DATA SHOWN:

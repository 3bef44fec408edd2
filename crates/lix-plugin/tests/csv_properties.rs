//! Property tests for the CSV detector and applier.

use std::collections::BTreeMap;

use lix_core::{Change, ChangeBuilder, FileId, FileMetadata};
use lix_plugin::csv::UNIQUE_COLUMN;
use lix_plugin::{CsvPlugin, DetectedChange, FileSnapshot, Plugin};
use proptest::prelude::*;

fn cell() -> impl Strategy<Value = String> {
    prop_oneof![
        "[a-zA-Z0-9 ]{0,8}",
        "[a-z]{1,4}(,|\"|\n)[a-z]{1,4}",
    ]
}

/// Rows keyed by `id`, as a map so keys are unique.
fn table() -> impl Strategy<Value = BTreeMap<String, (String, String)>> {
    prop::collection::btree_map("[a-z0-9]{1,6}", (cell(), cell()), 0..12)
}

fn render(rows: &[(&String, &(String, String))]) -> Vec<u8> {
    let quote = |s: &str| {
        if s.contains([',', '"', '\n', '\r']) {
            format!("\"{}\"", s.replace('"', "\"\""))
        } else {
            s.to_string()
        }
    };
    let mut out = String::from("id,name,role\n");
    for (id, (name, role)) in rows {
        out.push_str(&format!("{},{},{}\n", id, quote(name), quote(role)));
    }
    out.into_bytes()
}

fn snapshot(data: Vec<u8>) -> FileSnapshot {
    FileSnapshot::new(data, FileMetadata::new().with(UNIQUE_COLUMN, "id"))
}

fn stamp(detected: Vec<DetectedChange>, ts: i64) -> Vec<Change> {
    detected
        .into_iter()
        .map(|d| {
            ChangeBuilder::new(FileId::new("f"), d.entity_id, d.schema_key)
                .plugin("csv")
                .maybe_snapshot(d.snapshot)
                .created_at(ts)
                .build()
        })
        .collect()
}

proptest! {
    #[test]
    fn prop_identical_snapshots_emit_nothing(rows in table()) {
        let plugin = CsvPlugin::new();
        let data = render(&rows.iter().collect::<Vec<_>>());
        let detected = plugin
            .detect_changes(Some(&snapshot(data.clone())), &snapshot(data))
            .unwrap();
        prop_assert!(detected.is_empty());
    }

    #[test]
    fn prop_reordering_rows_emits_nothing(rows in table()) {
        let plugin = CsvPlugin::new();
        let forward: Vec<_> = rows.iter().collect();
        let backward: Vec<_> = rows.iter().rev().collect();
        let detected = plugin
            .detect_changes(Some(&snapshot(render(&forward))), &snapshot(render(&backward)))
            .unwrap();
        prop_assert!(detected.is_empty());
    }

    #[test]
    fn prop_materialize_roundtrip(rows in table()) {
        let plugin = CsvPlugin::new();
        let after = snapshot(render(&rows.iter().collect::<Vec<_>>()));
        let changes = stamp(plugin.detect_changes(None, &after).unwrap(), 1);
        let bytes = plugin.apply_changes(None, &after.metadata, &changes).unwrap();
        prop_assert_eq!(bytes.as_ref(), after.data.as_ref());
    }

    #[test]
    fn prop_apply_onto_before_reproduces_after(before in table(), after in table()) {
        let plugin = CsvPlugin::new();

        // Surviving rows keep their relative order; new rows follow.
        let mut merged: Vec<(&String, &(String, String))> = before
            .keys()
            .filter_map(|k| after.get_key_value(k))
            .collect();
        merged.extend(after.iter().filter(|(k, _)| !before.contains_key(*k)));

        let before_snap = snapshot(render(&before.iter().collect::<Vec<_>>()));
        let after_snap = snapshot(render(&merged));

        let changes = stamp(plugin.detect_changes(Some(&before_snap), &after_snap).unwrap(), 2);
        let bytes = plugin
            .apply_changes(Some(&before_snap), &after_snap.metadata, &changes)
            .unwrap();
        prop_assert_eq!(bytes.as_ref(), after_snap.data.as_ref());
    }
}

WORK TO COMPLETE: Of all the lines above, tally those with the word "format". Write the total only.

REPLY TO THE EXERCISE: 2